Isomerization of the double bond in the side chain in 2 may lead to 5 during the course of the reaction. Angelate and tiglate groups are widely known to be present in natural products, and some years ago, the controversial assignments of the methyl groups in these esters were settled through 2D 1H/13C NMR correlations observed for their respective acids.25
A speculative reaction mechanism for the formation of 1 is shown in Figure S3. Here, ring opening of the lactone leads to the corresponding carboxylic acid, which, after a series of tautomeric equilibria and the final elimination of a water molecule, yields 1. No product derived from the hydrolysis of the angeloyl group was observed, as evidenced by the lack of signals at around δ 4.1, as observed by us for 3β,6β-dihydroxyeremophyl-1(10)-ene.26 The 11S epimer was not observed following chromatographic separation.
Although the reaction conditions used to generate 4 can possibly epimerize C-11, no evidence of an additional compound was observed, as would have been evident by the presence of an additional H-11 NMR signal with a chemical shift similar to that of the other isomers.
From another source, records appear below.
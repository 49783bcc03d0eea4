//! Joystick frame rotation.
//!
//! The chassis is mounted at an angle to the driver's point of view, so stick
//! input is rotated into the chassis frame before it reaches the drive mixer.
//!
//! # Example
//! ```rust
//! use odb_core::utils::math::rotation::rotate;
//! let (x, y) = rotate(1.0, 0.0, core::f64::consts::FRAC_PI_2);
//! assert!(x.abs() < 1e-9 && (y - 1.0).abs() < 1e-9);
//! ```

use core::f64::consts::PI;

use serde::{Deserialize, Serialize};

/// Angle between the autonomous field frame and the chassis frame (rad).
pub const FIELD_FRAME_ANGLE: f64 = 3.0 * PI / 4.0;

/// Rotate `(x, y)` counter-clockwise by `angle` radians.
///
/// Magnitudes are passed through unclamped.
pub fn rotate(
    x: f64,
    y: f64,
    angle: f64,
) -> (f64, f64) {
    let (sin, cos) = (libm::sin(angle), libm::cos(angle));
    (x * cos - y * sin, x * sin + y * cos)
}

/// Rotate with the default angle of zero, which leaves the input unchanged.
pub fn rotate_default(
    x: f64,
    y: f64,
) -> (f64, f64) {
    rotate(x, y, 0.0)
}

/// Input axis negated before rotation.
#[derive(Debug, Clone, Copy, PartialEq, Eq, Default, Serialize, Deserialize)]
#[serde(rename_all = "snake_case")]
pub enum Mirror {
    #[default]
    None,
    X,
    Y,
}

/// A fixed chassis-to-driver frame offset with optional axis mirroring.
#[derive(Debug, Clone, Copy, PartialEq, Default, Serialize, Deserialize)]
#[serde(default)]
pub struct FrameRotator {
    /// Rotation applied to every vector (rad).
    pub angle: f64,
    pub mirror: Mirror,
}

impl FrameRotator {
    pub const fn new(
        angle: f64,
        mirror: Mirror,
    ) -> Self {
        Self { angle, mirror }
    }

    /// The autonomous field frame: `3π/4`, no mirroring.
    pub const fn field() -> Self {
        Self::new(FIELD_FRAME_ANGLE, Mirror::None)
    }

    pub fn apply(
        &self,
        x: f64,
        y: f64,
    ) -> (f64, f64) {
        let (x, y) = match self.mirror {
            Mirror::None => (x, y),
            Mirror::X => (-x, y),
            Mirror::Y => (x, -y),
        };
        rotate(x, y, self.angle)
    }
}

#[cfg(test)]
mod tests {
    use super::*;
    use core::f64::consts::FRAC_PI_2;

    const MAX_ERR: f64 = 1e-9;

    fn norm(v: (f64, f64)) -> f64 {
        libm::sqrt(v.0 * v.0 + v.1 * v.1)
    }

    #[test]
    fn zero_angle_is_identity() {
        for &(x, y) in &[(0.0, 0.0), (1.0, -1.0), (0.3, 0.7), (-2.5, 4.0)] {
            assert_eq!(rotate(x, y, 0.0), (x, y));
            assert_eq!(rotate_default(x, y), (x, y));
        }
    }

    #[test]
    fn quarter_turn_maps_x_onto_y() {
        let (x, y) = rotate(1.0, 0.0, FRAC_PI_2);
        assert!(libm::fabs(x) < MAX_ERR);
        assert!(libm::fabs(y - 1.0) < MAX_ERR);
    }

    #[test]
    fn rotation_preserves_norm() {
        let mut angle = -PI;
        while angle <= PI {
            for &(x, y) in &[(1.0, 0.0), (0.5, -0.5), (-0.8, 0.6), (3.0, 4.0)] {
                let out = rotate(x, y, angle);
                assert!(libm::fabs(norm(out) - norm((x, y))) < MAX_ERR, "angle {}", angle);
            }
            angle += 0.1;
        }
    }

    #[test]
    fn out_of_range_input_is_not_clamped() {
        let (x, y) = rotate(3.0, 0.0, 0.0);
        assert_eq!((x, y), (3.0, 0.0));
    }

    #[test]
    fn mirror_negates_axis_before_rotation() {
        let rot = FrameRotator::new(FRAC_PI_2, Mirror::X);
        let (x, y) = rot.apply(1.0, 0.0);
        assert!(libm::fabs(x) < MAX_ERR);
        assert!(libm::fabs(y + 1.0) < MAX_ERR);

        let rot = FrameRotator::new(0.0, Mirror::Y);
        assert_eq!(rot.apply(0.2, 0.4), (0.2, -0.4));
    }

    #[test]
    fn field_frame_uses_three_quarter_pi() {
        let (x, y) = FrameRotator::field().apply(0.0, 1.0);
        let half = libm::sqrt(0.5);
        assert!(libm::fabs(x + half) < MAX_ERR);
        assert!(libm::fabs(y + half) < MAX_ERR);
    }
}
The H-11 protons in 1 and 4 exhibited chemical shifts of 3.75 and 3.76 ppm, respectively.
VCD spectroscopy is one of the best independent techniques for determining the absolute configurations of natural products.19–21 After calculating the IR and VCD spectra of the selected conformers and generating population-weighted spectra, 4 was assigned the 3S,4R,5R,11R absolute configuration to a high degree of confidence through comparisons with the experimental data.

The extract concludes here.